Os estrangeiros podem obter um visto temporário para morar em Portugal ou uma autorização de residência. É importante saber a diferença entre esses dois processos. O visto de residência para atividade profissional, por exemplo, não pode ser obtido após a chegada do imigrante em Portugal. A requisição deve ser encaminhada antes da viagem. 

O processo é diferente do realizado por meio da Manifestação de Interesse, já no território luso, que pode resultar na obtenção de autorização de residência por parte do imigrante, seja por um contrato de trabalho em território português ou por meio de atividade profissional independente, chamadas no país de “Recibos Verdes” . Abaixo, cada uma dessas opções é apresentada de forma mais detalhada.

Todas as aplicações para vistos devem ser encaminhadas ao consulado ou embaixada portuguesa no país de origem do imigrante. No caso dos brasileiros, claro, no Brasil. Por outro lado, é possível que turistas que decidiram permanecer no território lusitano encontrem um trabalho e encaminhem uma Manifestação de Interesse às autoridades portuguesas.

Autorização de Residência por Manifestação de Interesse

Uma das principais formas para se obter o direito de residir e trabalhar em Portugal é por meio da Manifestação de Interesse, conhecida popularmente como “MI”. Apesar de ser uma das mais solicitadas pelos imigrantes, é também um dos processos mais demorados. 

Atualmente, depois que o pedido é encaminhado ao Serviço de Estrangeiros e Fronteiras (SEF), a análise da documentação leva aproximadamente um ano e três meses. Depois, é necessário esperar mais alguns meses para a realização da entrevista, que é a última etapa do procedimento.

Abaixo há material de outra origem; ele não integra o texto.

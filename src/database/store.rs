use std::collections::HashMap;

use async_trait::async_trait;
use thiserror::Error;
use uuid::Uuid;

use crate::database::models::{
    Group, JoinRequest, JoinRequestStatus, Membership, Message, NewGroup, NewMessage, Profile,
};
use crate::realtime::{ChangeStream, Relation};

/// SQLSTATE for `unique_violation`.
pub const UNIQUE_VIOLATION: &str = "23505";
/// SQLSTATE for `foreign_key_violation`.
pub const FOREIGN_KEY_VIOLATION: &str = "23503";

/// Failure reported by a storage backend. `code` carries the backend's error
/// code when it has one.
#[derive(Debug, Clone, PartialEq, Eq, Error)]
#[error("{message}{}", .code.as_ref().map_or(String::new(), |c| format!(" (code {})", c)))]
pub struct StoreError {
    pub code: Option<String>,
    pub message: String,
}

impl StoreError {
    pub fn new(code: Option<&str>, message: impl Into<String>) -> Self {
        Self {
            code: code.map(str::to_string),
            message: message.into(),
        }
    }

    pub fn unique_violation(message: impl Into<String>) -> Self {
        Self::new(Some(UNIQUE_VIOLATION), message)
    }

    pub fn is_unique_violation(&self) -> bool {
        self.code.as_deref() == Some(UNIQUE_VIOLATION)
    }
}

impl From<sqlx::Error> for StoreError {
    fn from(error: sqlx::Error) -> Self {
        let code = match &error {
            sqlx::Error::Database(db_error) => db_error.code().map(|c| c.into_owned()),
            _ => None,
        };

        StoreError {
            code,
            message: error.to_string(),
        }
    }
}

pub type StoreResult<T> = Result<T, StoreError>;

/// Storage and change feed for groups, memberships, join requests, messages
/// and profiles.
///
/// Every committed mutation is echoed to subscribers of the affected
/// relation and group.
#[async_trait]
pub trait DataStore: Send + Sync {
    /// All groups, newest first.
    async fn list_groups(&self) -> StoreResult<Vec<Group>>;

    async fn get_group(&self, group_id: Uuid) -> StoreResult<Option<Group>>;

    async fn insert_group(&self, group: NewGroup) -> StoreResult<Group>;

    /// Deletes the group together with its memberships, join requests and
    /// messages. Returns `false` when the group did not exist.
    async fn delete_group(&self, group_id: Uuid) -> StoreResult<bool>;

    async fn list_memberships(&self, group_id: Uuid) -> StoreResult<Vec<Membership>>;

    async fn list_memberships_for_user(&self, user_id: Uuid) -> StoreResult<Vec<Membership>>;

    /// Number of membership rows per group. Groups without members are absent.
    async fn membership_counts(&self) -> StoreResult<HashMap<Uuid, i64>>;

    /// Adds a member unless that would take the group past `max_members`
    /// (owner included), in which case `None` is returned and nothing is
    /// written. An existing row for the pair fails with a unique violation.
    async fn insert_membership(
        &self,
        group_id: Uuid,
        user_id: Uuid,
    ) -> StoreResult<Option<Membership>>;

    /// Returns `false` when there was no such membership.
    async fn delete_membership(&self, group_id: Uuid, user_id: Uuid) -> StoreResult<bool>;

    /// Requests for a group, oldest first.
    async fn list_join_requests(&self, group_id: Uuid) -> StoreResult<Vec<JoinRequest>>;

    async fn list_join_requests_for_user(&self, user_id: Uuid) -> StoreResult<Vec<JoinRequest>>;

    async fn get_join_request(&self, request_id: Uuid) -> StoreResult<Option<JoinRequest>>;

    /// Inserts a `pending` request. A second pending request for the same
    /// pair fails with a unique violation.
    async fn insert_join_request(&self, group_id: Uuid, user_id: Uuid)
    -> StoreResult<JoinRequest>;

    /// Moves a `pending` request to `status`. Returns `None` when the request
    /// does not exist or is no longer pending.
    async fn transition_join_request(
        &self,
        request_id: Uuid,
        status: JoinRequestStatus,
    ) -> StoreResult<Option<JoinRequest>>;

    /// Messages for a group, oldest first with id as tie breaker.
    async fn list_messages(&self, group_id: Uuid) -> StoreResult<Vec<Message>>;

    async fn insert_message(&self, message: NewMessage) -> StoreResult<Message>;

    async fn get_profiles(&self, user_ids: &[Uuid]) -> StoreResult<Vec<Profile>>;

    /// Live change feed for one relation of one group. Dropping the stream
    /// ends the subscription.
    async fn subscribe(&self, relation: Relation, group_id: Uuid) -> StoreResult<ChangeStream>;
}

Inicialmente, a solicitação deve ser enviada digitalmente através do “Portal Sapa”, por qualquer estrangeiro que tenha entrado legalmente no território luso, incluindo turistas. O pedido, no caso dos brasileiros, precisa ser encaminhado dentro do período de isenção do visto; ou seja, nos primeiros 90 dias após a entrada, como turista, em Portugal. 

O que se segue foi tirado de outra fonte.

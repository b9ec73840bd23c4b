pub mod auth;
pub mod chat;
pub mod membership;
pub mod profiles;

pub use auth::Claims;
pub use chat::{ChatRelay, ChatSession, ChatView, SubscriptionState};
pub use membership::{GroupSnapshot, MembershipEngine, derive_relationship, member_count};
pub use profiles::ProfileDirectory;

No entanto, antes do envio da Manifestação de Interesse, é necessário já ter alguns documentos que são exigidos na hora do envio ao SEF. É o caso de uma conta bancária registrada no país, para obtenção do Número de Identificação Fiscal (NIF), equivalente ao CPF do Brasil. Também é necessária inscrição na Segurança Social, órgão semelhante ao Instituto Nacional do Seguro Social (INSS) brasileiro. O pedido pode ser realizado de duas maneiras.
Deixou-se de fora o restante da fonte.